— EXERCISE PROMPT —
An exact repetition of all the entries that follow is required.

— WORKING DATA —
//! Memoization of resolved values.

use std::{
    collections::HashMap,
    sync::{Mutex, MutexGuard, PoisonError},
};

use crate::{
    options::{Format, Options},
    Output,
};

/// Identifies a resolution: the input text plus every option that can change the result.
#[derive(Clone, Debug, PartialEq, Eq, Hash)]
pub struct CacheKey {
    value: String,
    format: Format,
    d50: bool,
    current_color: Option<String>,
    custom_properties: Vec<(String, String)>,

    /// Pixel sizes are compared by their bit patterns
    dimensions: Vec<(String, u64)>,
}

impl CacheKey {
    /// Returns `None` if the options contain callbacks, since their results cannot be compared
    #[must_use]
    pub fn new(value: &str, options: &Options) -> Option<Self> {
        let custom_properties = options
            .custom_property
            .as_map()?
            .iter()
            .map(|(name, value)| (name.clone(), value.clone()))
            .collect();

        let dimensions = options
            .dimension
            .as_map()?
            .iter()
            .map(|(unit, pixels)| (unit.clone(), pixels.to_bits()))
            .collect();

        Some(Self {
            value: value.to_string(),
            format: options.format,
            d50: options.d50,
            current_color: options.current_color.clone(),
            custom_properties,
            dimensions,
        })
    }
}

/// An unbounded store of resolved values, valid until [Cache::clear] is called.
///
/// The cache can be shared between threads, every operation locks it for its own duration.
#[derive(Debug, Default)]
pub struct Cache {
    entries: Mutex<HashMap<CacheKey, Output>>,
}

impl Cache {
    fn lock(&self) -> MutexGuard<'_, HashMap<CacheKey, Output>> {
        // Entries are inserted atomically, so a panicking thread cannot leave a half-written value
        self.entries.lock().unwrap_or_else(PoisonError::into_inner)
    }

    #[must_use]
    pub fn get(&self, key: &CacheKey) -> Option<Output> {
        self.lock().get(key).cloned()
    }

    pub fn set(&self, key: CacheKey, output: Output) {
        self.lock().insert(key, output);
    }

    pub fn clear(&self) {
        log::debug!("Clearing {} cached color values", self.len());
        self.lock().clear();
    }

    #[must_use]
    pub fn len(&self) -> usize {
        self.lock().len()
    }

    #[must_use]
    pub fn is_empty(&self) -> bool {
        self.lock().is_empty()
    }
}

#[cfg(test)]
mod tests {
    use super::{Cache, CacheKey};
    use crate::{
        options::{Format, Lookup, Options},
        Output,
    };

    #[test]
    fn keys_depend_on_options() {
        let computed = Options::default();
        let hex = Options::with_format(Format::Hex);

        assert_eq!(
            CacheKey::new("red", &computed),
            CacheKey::new("red", &computed)
        );
        assert_ne!(CacheKey::new("red", &computed), CacheKey::new("red", &hex));
        assert_ne!(
            CacheKey::new("red", &computed),
            CacheKey::new("blue", &computed)
        );
    }

    #[test]
    fn callbacks_are_not_cacheable() {
        let options = Options {
            custom_property: Lookup::from_fn(|_| Some("red".to_string())),
            ..Options::default()
        };
        assert_eq!(CacheKey::new("var(--a)", &options), None);
    }

    #[test]
    fn get_set_clear() {
        let cache = Cache::default();
        let key = CacheKey::new("red", &Options::default()).unwrap();

        assert_eq!(cache.get(&key), None);
        cache.set(key.clone(), Output::Text("rgb(255, 0, 0)".to_string()));
        assert_eq!(
            cache.get(&key),
            Some(Output::Text("rgb(255, 0, 0)".to_string()))
        );
        assert_eq!(cache.len(), 1);

        cache.clear();
        assert!(cache.is_empty());
        assert_eq!(cache.get(&key), None);
    }
}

— SOLUTION FOR THIS TASK —
//! Memoization of resolved values.

use std::{
    collections::HashMap,
    sync::{Mutex, MutexGuard, PoisonError},
};

use crate::{
    options::{Format, Options},
    Output,
};

/// Identifies a resolution: the input text plus every option that can change the result.
#[derive(Clone, Debug, PartialEq, Eq, Hash)]
pub struct CacheKey {
    value: String,
    format: Format,
    d50: bool,
    current_color: Option<String>,
    custom_properties: Vec<(String, String)>,

    /// Pixel sizes are compared by their bit patterns
    dimensions: Vec<(String, u64)>,
}

impl CacheKey {
    /// Returns `None` if the options contain callbacks, since their results cannot be compared
    #[must_use]
    pub fn new(value: &str, options: &Options) -> Option<Self> {
        let custom_properties = options
            .custom_property
            .as_map()?
            .iter()
            .map(|(name, value)| (name.clone(), value.clone()))
            .collect();

        let dimensions = options
            .dimension
            .as_map()?
            .iter()
            .map(|(unit, pixels)| (unit.clone(), pixels.to_bits()))
            .collect();

        Some(Self {
            value: value.to_string(),
            format: options.format,
            d50: options.d50,
            current_color: options.current_color.clone(),
            custom_properties,
            dimensions,
        })
    }
}

/// An unbounded store of resolved values, valid until [Cache::clear] is called.
///
/// The cache can be shared between threads, every operation locks it for its own duration.
#[derive(Debug, Default)]
pub struct Cache {
    entries: Mutex<HashMap<CacheKey, Output>>,
}

impl Cache {
    fn lock(&self) -> MutexGuard<'_, HashMap<CacheKey, Output>> {
        // Entries are inserted atomically, so a panicking thread cannot leave a half-written value
        self.entries.lock().unwrap_or_else(PoisonError::into_inner)
    }

    #[must_use]
    pub fn get(&self, key: &CacheKey) -> Option<Output> {
        self.lock().get(key).cloned()
    }

    pub fn set(&self, key: CacheKey, output: Output) {
        self.lock().insert(key, output);
    }

    pub fn clear(&self) {
        log::debug!("Clearing {} cached color values", self.len());
        self.lock().clear();
    }

    #[must_use]
    pub fn len(&self) -> usize {
        self.lock().len()
    }

    #[must_use]
    pub fn is_empty(&self) -> bool {
        self.lock().is_empty()
    }
}

#[cfg(test)]
mod tests {
    use super::{Cache, CacheKey};
    use crate::{
        options::{Format, Lookup, Options},
        Output,
    };

    #[test]
    fn keys_depend_on_options() {
        let computed = Options::default();
        let hex = Options::with_format(Format::Hex);

        assert_eq!(
            CacheKey::new("red", &computed),
            CacheKey::new("red", &computed)
        );
        assert_ne!(CacheKey::new("red", &computed), CacheKey::new("red", &hex));
        assert_ne!(
            CacheKey::new("red", &computed),
            CacheKey::new("blue", &computed)
        );
    }

    #[test]
    fn callbacks_are_not_cacheable() {
        let options = Options {
            custom_property: Lookup::from_fn(|_| Some("red".to_string())),
            ..Options::default()
        };
        assert_eq!(CacheKey::new("var(--a)", &options), None);
    }

    #[test]
    fn get_set_clear() {
        let cache = Cache::default();
        let key = CacheKey::new("red", &Options::default()).unwrap();

        assert_eq!(cache.get(&key), None);
        cache.set(key.clone(), Output::Text("rgb(255, 0, 0)".to_string()));
        assert_eq!(
            cache.get(&key),
            Some(Output::Text("rgb(255, 0, 0)".to_string()))
        );
        assert_eq!(cache.len(), 1);

        cache.clear();
        assert!(cache.is_empty());
        assert_eq!(cache.get(&key), None);
    }
}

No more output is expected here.